The mechanism of hepatic NADPH-cytochrome P-450 reductase has been investigated by using a stopped-flow technique. The reduction of the oxidized native enzyme (FAD-FMN) by NADPH proceeds by both one-electron equivalent and two-electron eqiuvalent mechanisms. The air-stable semiquinone form (FAD-FMNH.) of the native enzyme, which is characterized by an absorption shoulder at 635 nm, is also rapidly reduced to another semiquinone form (FADH-FMNH2) by NADPH with the disappearance of the shoulder at 635 nm, but the absorbance change at 585 nm is relatively constant.

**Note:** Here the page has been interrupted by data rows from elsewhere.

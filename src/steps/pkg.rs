//! Packaging steps, each a shell script run inside the build environment.
//!
//! Tarball, source package and binary packages land under a directory named
//! after the short spec digest, so artifacts built from different spec
//! revisions never collide.

use std::path::PathBuf;

use tracing::info;

use crate::container::{self, Overlay, RunRequest};
use crate::containerfile::{canonical_spec_path, PKG_SOURCES_DIR};
use crate::context::{BuildContext, PkgInfo};
use crate::digest;
use crate::discover;
use crate::error::{BuildError, Result};
use crate::runner::{command_from, skip_on_dry_run};
use crate::steps::{StepId, StepRunner};

fn run_in_container(ctx: &BuildContext, req: &RunRequest) -> Result<()> {
    let argv = container::run_command(ctx, req)?;
    skip_on_dry_run(ctx.runner().run_streamed(&mut command_from(&argv)))
}

pub(super) fn configure(_runner: &mut StepRunner<'_>, ctx: &BuildContext) -> Result<()> {
    run_in_container(ctx, &RunRequest::shell(configure_script(&ctx.homedir)))
}

/// Configure is a no-op when the tree is already configured.
fn configure_script(homedir: &str) -> String {
    format!("cd {homedir} && if [ -e config.status ]; then exit 0; fi && ./configure")
}

pub(super) fn build(_runner: &mut StepRunner<'_>, ctx: &BuildContext) -> Result<()> {
    run_in_container(ctx, &RunRequest::shell(build_script(&ctx.homedir)))
}

fn build_script(homedir: &str) -> String {
    format!("cd {homedir} && make -j")
}

pub(super) fn tarball(_runner: &mut StepRunner<'_>, ctx: &BuildContext) -> Result<()> {
    let info = ctx.package_info()?;
    let short = digest::short(&ctx.spec_digest()?).to_string();
    run_in_container(
        ctx,
        &RunRequest::shell(tarball_script(&ctx.homedir, &short, &info)),
    )
}

fn tarball_script(homedir: &str, short: &str, info: &PkgInfo) -> String {
    let PkgInfo { name, version } = info;
    format!(
        "cd {homedir} && mkdir -p {short} && \
         git archive --prefix={name}-{version}/ --output={short}/{name}-{version}.tar.gz HEAD"
    )
}

pub(super) fn source_package(_runner: &mut StepRunner<'_>, ctx: &BuildContext) -> Result<()> {
    let info = ctx.package_info()?;
    let short = digest::short(&ctx.spec_digest()?).to_string();
    run_in_container(
        ctx,
        &RunRequest::shell(source_package_script(&ctx.homedir, &short, &info)),
    )
}

/// Stage the packaging auxiliary files next to the tarball, then build the
/// source package with all rpmbuild directories pointed at the staging dir.
fn source_package_script(homedir: &str, short: &str, info: &PkgInfo) -> String {
    let stage = format!("{homedir}/{short}");
    let name = &info.name;
    [
        format!("rsync -r {PKG_SOURCES_DIR}/ {stage}/"),
        format!("cp {spec} {stage}/{name}.spec", spec = canonical_spec_path()),
        format!(
            "rpmbuild --define '_topdir {stage}' --define '_sourcedir {stage}' \
             --define '_srcrpmdir {stage}' -bs {stage}/{name}.spec"
        ),
    ]
    .join(" && ")
}

/// Rebuild binary packages from the source package, building the source
/// package first when none exists yet.
pub(super) fn package(runner: &mut StepRunner<'_>, ctx: &BuildContext) -> Result<()> {
    let info = ctx.package_info()?;
    let short = digest::short(&ctx.spec_digest()?).to_string();
    let pattern = format!("{}-{}*.src.rpm", info.name, info.version);
    let srpm = match discover_stage(ctx, &short, &pattern)? {
        Some(path) => path,
        None => {
            info!("no source package found; building one");
            runner.request(StepId::SourcePackage, ctx, false)?;
            match discover_stage(ctx, &short, &pattern)? {
                Some(path) => path,
                None if ctx.dry_run => {
                    info!("(dry-run) no source package present; not rebuilding packages");
                    return Ok(());
                }
                None => return Err(BuildError::MissingArtifact { pattern }),
            }
        }
    };
    let file_name = srpm
        .file_name()
        .map(|n| n.to_string_lossy().into_owned())
        .ok_or_else(|| {
            BuildError::Config(format!("bad source package path: {}", srpm.display()))
        })?;
    info!("rebuilding packages from {file_name}");
    run_in_container(
        ctx,
        &RunRequest::shell(package_script(&ctx.homedir, &short, &file_name)),
    )
}

/// Locate a staged artifact on the host. Container writes made through a
/// persistent overlay land in its upper dir, shadowing the source tree in
/// the merged view, so the upper stage is searched first. (A temporary
/// overlay discards its writes at teardown; nothing of it can be found.)
fn discover_stage(ctx: &BuildContext, short: &str, pattern: &str) -> Result<Option<PathBuf>> {
    if let Some(Overlay::Persistent { upper, .. }) = &ctx.overlay {
        if let Some(path) = discover::find_unique(&upper.join(short), pattern)? {
            return Ok(Some(path));
        }
    }
    discover::find_unique(&ctx.source_dir.join(short), pattern)
}

fn package_script(homedir: &str, short: &str, srpm_name: &str) -> String {
    let topdir = format!("{homedir}/rpmbuild");
    format!(
        "mkdir -p {topdir} && \
         rpmbuild --define '_topdir {topdir}' --rebuild {homedir}/{short}/{srpm_name}"
    )
}

/// Run the arguments given after `--` as a shell command in the build
/// environment.
pub(super) fn custom(_runner: &mut StepRunner<'_>, ctx: &BuildContext) -> Result<()> {
    if ctx.remaining_args.is_empty() {
        return Err(BuildError::Config(
            "no custom command given; pass it after '--' on the command line".to_string(),
        ));
    }
    let script = ctx.remaining_args.join(" ");
    info!("custom command: {script}");
    let req = RunRequest {
        workdir: Some(ctx.homedir.clone()),
        ports: ctx.ports.clone(),
        ..RunRequest::shell(script)
    };
    run_in_container(ctx, &req)
}

pub(super) fn interactive(_runner: &mut StepRunner<'_>, ctx: &BuildContext) -> Result<()> {
    let req = RunRequest {
        args: Vec::new(), // image default command, i.e. a login shell
        workdir: Some(ctx.homedir.clone()),
        interactive: true,
        ports: ctx.ports.clone(),
    };
    let argv = container::run_command(ctx, &req)?;
    // whatever exit status the user's shell ends with is not a failure
    match ctx.runner().run_streamed(&mut command_from(&argv)) {
        Err(BuildError::CommandFailed { .. }) => Ok(()),
        other => skip_on_dry_run(other),
    }
}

The FAD moiety in the FMN-depleted enzyme is rapidly reduced by NADPH, and reduced FAD is oxidized in successive one-electron steps by O2 or potassium ferricyanide. These results indicate the possibility of intra-molecular one-electron transfer between FAD and FMN. The rate of cytochrome P-450 reduction decreases in the presence of FMN-depleted enzyme but is nearly restored to the value of the original enzyme with FMN-reconstituted enzyme. These data suggest that FAD is the low-potential flavin, which serves as an electron acceptor from NADPH. On the other hand, FMN, which is the high-potential flavin, appears to participate as an electron carrier in the process of electron transfer from NADPH to cytochrome P-450 during the mixed-function catalytic cycle.